Hasbro Transformers Generations War for Cybertron Trilogy Deluxe Buzzworthy Origin Bumblebee Action Figure Hasbro, 2021
Day #2,337: September 14, 2021
Buzzworthy Origin Bumblebee WFC-N/A
Transformers Generations War for Cybertron Trilogy Deluxe Exclusive
Item No.: No. F1623 Manufacturer:Hasbro Includes:Blaster, jetpack, 5 energy rods Action Feature:Transforms from vehicle to robot Retail:$22.99 Availability: July 2021 Other: Debut Alt Mode
Since the 1984 debut of The Transformers, it seemed unlikely Hasbro would ever actually release Bumblebee, Jazz, or Wheeljack in their pre-Earth forms. The robots looked like their Earth modes and their space forms had parts that just couldn't work with those robots - or could it? Buzzworthy Origin Bumblebee is small, but manages to do the impossible by giving us a small Bumblebee robot - comparable to the other recent Deluxe minicars - that turns into a space car that's about 3-inches by 3 1/2-inches in vehicle mode.
The packaging is worth noting as it's Hasbro's first War for Cybertron toy for mass retail that removes the window from the package - the plastic sheet is absent. There's still a plastic hanger, but everything else seems to be paper or cardboard. The packaging art is the generic "Evergreen" robot on Authentics toys, so it's sort of like Cyberverse and nothing like the toy in the box other than it's yellow. Also, it's notable that the packaging shows a silver blaster and jetpack, while the final toy has black accessories.
Packaged in a robot mode, Bumblebee is pretty similar to numerous other Bumblebees like the yellow Cliffjumper Bumblebee or the Volkswagen one that Walmart got late in 2020. While the shoulders look similar to those other mini bots, everything else seems to be pretty much new. You get yellow feet and forearms, a yellow VW-style chest with painted-on windows, and loads of articulation. The fist has no problems holding the unique blaster pistol, and you can mount the backpack on the peg. Sculpting is on par with most Transformers toys and articulation is just as good as most other figures you can buy today. But he's small.
Long-time fans will probably grouse that a $23 Deluxe-class toy is smaller than a $10 deluxe toy from a few years ago, but the robot is far more complex with lots of small moving and flipping parts to get this specific robot - with a very good head sculpt - to fit into this particular vehicle mode.
Bumblebee's accessories all seem new to this release. The jetpack is smaller than the one in the accessory pack from last year, the blaster appears to be new, and the energy rods are also new. The five rods are a key accessory from the debut miniseries TV episodes, but the figure can't grip them.
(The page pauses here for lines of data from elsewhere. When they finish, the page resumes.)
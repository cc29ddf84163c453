// Copyright 2025 the Understory Authors
// SPDX-License-Identifier: Apache-2.0 OR MIT

//! Keyboard shortcuts on a node.
//!
//! Handlers are keyed by the event's `code`, falling back to `key` when no code
//! is present. A space key reported as `" "` is looked up as `"Space"`.

use std::collections::BTreeMap;
use std::rc::Rc;

use understory_dom::{Document, Event, EventType, NodeId};
use understory_effect::{Effect, ListenerOptions, Patch, Subscription, on};

use crate::EventHandler;

/// Key name the handler table is looked up with.
pub fn key_name(event: &Event) -> Option<&str> {
    let key = event
        .code()
        .filter(|code| !code.is_empty())
        .or_else(|| event.key())?;
    Some(if key == " " { "Space" } else { key })
}

/// Props for [`Keydown`].
#[derive(Clone, Default)]
pub struct KeydownProps {
    /// Handlers by key name.
    pub handlers: BTreeMap<String, EventHandler>,
}

impl core::fmt::Debug for KeydownProps {
    fn fmt(&self, f: &mut core::fmt::Formatter<'_>) -> core::fmt::Result {
        f.debug_set().entries(self.handlers.keys()).finish()
    }
}

impl KeydownProps {
    /// An empty handler table.
    pub fn new() -> Self {
        Self::default()
    }

    /// Add or replace the handler for `key`.
    pub fn on(mut self, key: &str, handler: impl Fn(&Event) + 'static) -> Self {
        self.handlers.insert(key.into(), Rc::new(handler));
        self
    }
}

/// Partial [`KeydownProps`].
#[derive(Clone, Debug, Default)]
pub struct KeydownPatch {
    /// Replacement handler table.
    pub handlers: Option<KeydownProps>,
}

impl From<KeydownProps> for KeydownPatch {
    fn from(props: KeydownProps) -> Self {
        Self {
            handlers: Some(props),
        }
    }
}

impl Patch for KeydownProps {
    type Partial = KeydownPatch;

    fn merge(&mut self, partial: KeydownPatch) {
        if let Some(props) = partial.handlers {
            *self = props;
        }
    }
}

/// Dispatches `keydown` events on a node to a handler table.
#[derive(Debug)]
pub struct Keydown {
    doc: Document,
    node: NodeId,
    props: KeydownProps,
    subscription: Subscription,
    destroyed: bool,
}

impl Keydown {
    /// Start listening on `node`.
    pub fn new(doc: &Document, node: NodeId, props: KeydownProps) -> Self {
        let subscription = subscribe(doc, node, &props);
        Self {
            doc: doc.clone(),
            node,
            props,
            subscription,
            destroyed: false,
        }
    }
}

fn subscribe(doc: &Document, node: NodeId, props: &KeydownProps) -> Subscription {
    let handlers = props.handlers.clone();
    on(doc, node, EventType::KeyDown, ListenerOptions::BUBBLE, move |e| {
        if let Some(handler) = key_name(e).and_then(|k| handlers.get(k)) {
            handler(e);
        }
    })
}

impl Effect for Keydown {
    type Props = KeydownProps;

    fn update(&mut self, partial: KeydownPatch) {
        if self.destroyed {
            return;
        }
        self.props.merge(partial);
        self.subscription.destroy();
        self.subscription = subscribe(&self.doc, self.node, &self.props);
    }

    fn destroy(&mut self) {
        self.destroyed = true;
        self.subscription.destroy();
    }
}

/// A [`Keydown`] with a single `Escape` handler.
pub fn escape_keydown(doc: &Document, node: NodeId, handler: impl Fn(&Event) + 'static) -> Keydown {
    Keydown::new(doc, node, KeydownProps::new().on("Escape", handler))
}
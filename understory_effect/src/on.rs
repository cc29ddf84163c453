// Copyright 2025 the Understory Authors
// SPDX-License-Identifier: Apache-2.0 OR MIT

//! Listener subscriptions with explicit teardown.

use understory_dom::{Document, Event, EventType, ListenerId, NodeId};

/// Options for [`on`].
#[derive(Copy, Clone, Debug, Default, PartialEq, Eq)]
pub struct ListenerOptions {
    /// Listen during the capture phase instead of target/bubble.
    pub capture: bool,
}

impl ListenerOptions {
    /// Capture-phase listening.
    pub const CAPTURE: Self = Self { capture: true };
    /// Target/bubble-phase listening.
    pub const BUBBLE: Self = Self { capture: false };
}

/// Register `handler` for `ty` events on `target`.
///
/// The listener stays registered until the returned [`Subscription`] is
/// destroyed. Dropping the subscription does not remove the listener.
pub fn on(
    doc: &Document,
    target: NodeId,
    ty: EventType,
    options: ListenerOptions,
    handler: impl Fn(&Event) + 'static,
) -> Subscription {
    let id = doc.add_event_listener(target, ty, options.capture, handler);
    Subscription {
        doc: doc.clone(),
        target,
        ty,
        id: Some(id),
    }
}

/// A registered listener. [`destroy`](Subscription::destroy) removes it.
#[derive(Debug)]
pub struct Subscription {
    doc: Document,
    target: NodeId,
    ty: EventType,
    id: Option<ListenerId>,
}

impl Subscription {
    /// Remove the listener. Idempotent.
    pub fn destroy(&mut self) {
        if let Some(id) = self.id.take() {
            self.doc.remove_event_listener(self.target, id);
        }
    }

    /// Returns true until [`destroy`](Self::destroy) is called.
    pub fn is_active(&self) -> bool {
        self.id.is_some()
    }

    /// The event type listened for.
    pub fn event_type(&self) -> EventType {
        self.ty
    }
}
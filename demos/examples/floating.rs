// Copyright 2025 the Understory Authors
// SPDX-License-Identifier: Apache-2.0 OR MIT

//! Floating positioning with flip, shift and an arrow.
//!
//! A tooltip prefers the top of its anchor. Scrolling the anchor towards the
//! top edge of the viewport makes it flip below.
//!
//! Run:
//! - `cargo run -p understory_demos --example floating`

use kurbo::Rect;
use tracing_subscriber::EnvFilter;
use understory_behaviors::{Floating, FloatingProps};
use understory_dom::{Document, Event, EventType, NodeId};
use understory_effect::Effect;

fn report(doc: &Document, tooltip: NodeId, arrow: NodeId) {
    let style = |node, name| doc.style(node, name).unwrap_or_default();
    println!(
        "  side={} align={} top={} left={} | arrow left={} transform={}",
        doc.get_attribute(tooltip, "data-side").unwrap_or_default(),
        doc.get_attribute(tooltip, "data-align").unwrap_or_default(),
        style(tooltip, "top"),
        style(tooltip, "left"),
        style(arrow, "left"),
        style(arrow, "transform"),
    );
}

fn main() {
    tracing_subscriber::fmt()
        .with_env_filter(EnvFilter::from_default_env())
        .init();

    let doc = Document::new();
    doc.set_viewport(Rect::new(0.0, 0.0, 800.0, 600.0));
    let anchor = doc.create_element("button");
    let tooltip = doc.create_element("div");
    let arrow = doc.create_element("span");
    doc.append_child(doc.body(), anchor).unwrap();
    doc.append_child(doc.body(), tooltip).unwrap();
    doc.append_child(tooltip, arrow).unwrap();
    doc.set_attribute(arrow, "data-arrow", "true");
    doc.set_rect(arrow, Rect::new(0.0, 0.0, 10.0, 10.0));
    doc.set_rect(tooltip, Rect::new(0.0, 0.0, 160.0, 40.0));
    doc.set_rect(anchor, Rect::new(20.0, 300.0, 100.0, 330.0));

    let mut floating = Floating::new(&doc, tooltip, FloatingProps::new(anchor));
    doc.scheduler().flush();
    println!("== Anchor mid-page, near the left edge ==");
    report(&doc, tooltip, arrow);

    doc.set_rect(anchor, Rect::new(20.0, 10.0, 100.0, 40.0));
    doc.dispatch(anchor, Event::new(EventType::Scroll));
    doc.scheduler().flush();
    println!("== Anchor scrolled to the top ==");
    report(&doc, tooltip, arrow);

    floating.destroy();
}
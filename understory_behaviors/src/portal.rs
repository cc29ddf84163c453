// Copyright 2025 the Understory Authors
// SPDX-License-Identifier: Apache-2.0 OR MIT

//! Move a node under another container.
//!
//! ## Resolution
//!
//! A [`PortalTarget::Element`] is used as-is. A [`PortalTarget::Selector`] is
//! queried immediately; if nothing matches, the query is retried once on the
//! host's next flush. Failures are configuration errors:
//!
//! - errors known at construction (a malformed selector, a target that is not
//!   an element) are returned from [`Portal::new`] and [`Portal::set_target`];
//! - a selector that still matches nothing after the retry leaves the portal in
//!   [`PortalStatus::Failed`] with [`PortalError::Unresolved`].
//!
//! There is no fallback container. Mounting sets `data-portal=""`, appends the
//! node to the target and removes its `hidden` attribute.

use std::cell::{Cell, RefCell};
use std::rc::Rc;

use understory_dom::{Document, DomError, NodeId};
use understory_effect::{Effect, Patch};

/// Where a portal mounts its node.
#[derive(Clone, Debug, PartialEq, Eq)]
pub enum PortalTarget {
    /// First element matching a selector.
    Selector(String),
    /// A specific element.
    Element(NodeId),
}

impl Default for PortalTarget {
    fn default() -> Self {
        Self::Selector("body".into())
    }
}

impl From<&str> for PortalTarget {
    fn from(selector: &str) -> Self {
        Self::Selector(selector.into())
    }
}

impl From<NodeId> for PortalTarget {
    fn from(node: NodeId) -> Self {
        Self::Element(node)
    }
}

impl Patch for PortalTarget {
    type Partial = Option<Self>;

    fn merge(&mut self, partial: Option<Self>) {
        if let Some(target) = partial {
            *self = target;
        }
    }
}

/// Errors resolving a portal target.
#[derive(Clone, Debug, PartialEq, Eq, thiserror::Error)]
pub enum PortalError {
    /// The selector matched nothing, even after the deferred retry.
    #[error("invalid portal selector {selector:?}: no element matches")]
    Unresolved {
        /// The selector that failed.
        selector: String,
    },
    /// The selector could not be parsed.
    #[error(transparent)]
    Selector(#[from] DomError),
    /// The target is not an element, or cannot contain the node.
    #[error("portal target {0:?} is not a usable element")]
    InvalidTarget(NodeId),
}

/// Progress of a portal.
#[derive(Clone, Debug, PartialEq, Eq)]
pub enum PortalStatus {
    /// Waiting for the deferred retry.
    Pending,
    /// Mounted under the given container.
    Mounted(NodeId),
    /// Resolution failed.
    Failed(PortalError),
}

/// Keeps a node mounted under a target container.
#[derive(Debug)]
pub struct Portal {
    doc: Document,
    node: NodeId,
    target: PortalTarget,
    status: Rc<RefCell<PortalStatus>>,
    generation: Rc<Cell<u64>>,
    destroyed: bool,
}

impl Portal {
    /// Resolve `target` and mount `node` under it.
    ///
    /// Returns an error when the target is known to be unusable right away.
    pub fn new(doc: &Document, node: NodeId, target: PortalTarget) -> Result<Self, PortalError> {
        let mut portal = Self {
            doc: doc.clone(),
            node,
            target,
            status: Rc::new(RefCell::new(PortalStatus::Pending)),
            generation: Rc::new(Cell::new(0)),
            destroyed: false,
        };
        portal.run()?;
        Ok(portal)
    }

    /// Current resolution status.
    ///
    /// After a failed retarget this is [`PortalStatus::Failed`], while the node
    /// stays under whichever container it was last mounted in. Use
    /// [`Portal::set_target`] to observe the error directly.
    pub fn status(&self) -> PortalStatus {
        self.status.borrow().clone()
    }

    /// The configured target.
    pub fn target(&self) -> &PortalTarget {
        &self.target
    }

    /// Replace the target and mount the node under it.
    ///
    /// Errors known right away are returned and recorded in [`Portal::status`];
    /// the node is not moved. A pending retry for the previous target is
    /// discarded. Does nothing once destroyed.
    pub fn set_target(&mut self, target: PortalTarget) -> Result<(), PortalError> {
        if self.destroyed {
            return Ok(());
        }
        self.target = target;
        self.run()
    }

    fn run(&mut self) -> Result<(), PortalError> {
        let generation = self.generation.get() + 1;
        self.generation.set(generation);
        let outcome = match &self.target {
            PortalTarget::Element(target) => mount(&self.doc, self.node, *target).map(Some),
            PortalTarget::Selector(selector) => match self.doc.query_selector(selector) {
                Ok(Some(target)) => mount(&self.doc, self.node, target).map(Some),
                Ok(None) => Ok(None),
                Err(err) => Err(err.into()),
            },
        };
        match outcome {
            Ok(Some(target)) => {
                *self.status.borrow_mut() = PortalStatus::Mounted(target);
                Ok(())
            }
            Ok(None) => {
                *self.status.borrow_mut() = PortalStatus::Pending;
                self.retry_later(generation);
                Ok(())
            }
            Err(err) => {
                *self.status.borrow_mut() = PortalStatus::Failed(err.clone());
                Err(err)
            }
        }
    }

    fn retry_later(&self, generation: u64) {
        let PortalTarget::Selector(selector) = self.target.clone() else {
            return;
        };
        let (doc, node) = (self.doc.clone(), self.node);
        let (status, current) = (self.status.clone(), self.generation.clone());
        self.doc.scheduler().post(move || {
            if current.get() != generation {
                tracing::debug!(selector = %selector, "portal retry skipped: superseded");
                return;
            }
            let resolved = match doc.query_selector(&selector) {
                Ok(Some(target)) => mount(&doc, node, target),
                Ok(None) => Err(PortalError::Unresolved {
                    selector: selector.clone(),
                }),
                Err(err) => Err(err.into()),
            };
            *status.borrow_mut() = match resolved {
                Ok(target) => PortalStatus::Mounted(target),
                Err(err) => {
                    tracing::warn!(selector = %selector, error = %err, "portal target unresolved");
                    PortalStatus::Failed(err)
                }
            };
        });
    }
}

fn mount(doc: &Document, node: NodeId, target: NodeId) -> Result<NodeId, PortalError> {
    if !doc.is_element(target) {
        return Err(PortalError::InvalidTarget(target));
    }
    doc.append_child(target, node)
        .map_err(|_| PortalError::InvalidTarget(target))?;
    doc.set_attribute(node, "data-portal", "");
    doc.remove_attribute(node, "hidden");
    tracing::debug!(node = ?node, target = ?target, "portal mounted");
    Ok(target)
}

impl Effect for Portal {
    type Props = PortalTarget;

    fn update(&mut self, partial: Option<PortalTarget>) {
        let mut target = self.target.clone();
        target.merge(partial);
        if let Err(err) = self.set_target(target) {
            tracing::warn!(error = %err, "portal update failed");
        }
    }

    fn destroy(&mut self) {
        if self.destroyed {
            return;
        }
        self.destroyed = true;
        self.generation.set(self.generation.get() + 1);
        self.doc.remove(self.node);
    }
}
They're too big for his 5mm fists, so the only figures that can actually hold these have open hands. Bumblebee also has no tabs or slots to mount them anywhere on his two modes. This is kind of upsetting. He can kind of hug them, but that's sort of dorky. It's also a small complaint for an otherwise well-engineered toy for a fan of a specific age.
Transformation was pretty easy, I didn't have to consult the instructions. There's a ton of kibble hanging off the legs, but I admit I did consult a photo of the underside of the vehicle to make sure I got the arms and chest right. You may wish to check the instructions.
The vehicle doesn't do much other than give you an official 3-D model of a car you probably never thought you'd own. The windshield piece is cast in clear blue and painted yellow, almost-but-not-quite perfectly matching the rest of the ship. It doesn't do anything, but in this case, that's OK - it's the unique vehicle shape that you're here for. You can mount the blaster or jetpack on the car, but the rods are just debris. You'll have to find somewhere to store them. And that's OK - it's a lot of gear in a box with a tiny bot, and while this would have made a stupendous $15-$20 toy, and $23, you're probably going to find the "value" directly proportional to your love of the very first introduction of the character. The vehicle mode is a rare, fanciful creation that stands out from the real-world cars we got back then - and I think it's a lot better. Things like this are way more interesting than another car, and I'd happily buy Jazz or Wheeljack in a similar form.
As of my writing this I don't know if this figure will rot on pegs or disappear so quickly you'll clamor for a rerun. Figures like this are the reason I still collect this stuff - it's something I've always wanted but never got, asked for and never expected to see. And it's here! I'm looking at it as I type. I don't believe it. It's arguably not a perfect toy, but the fact they managed to cram G1 Bumblebee in a pretty flat flying saucer is amazing, and that it's a super-articulated robot that's more than a shellformer with a UFO backpack, means that Hasbro and Takara-Tomy can still impress.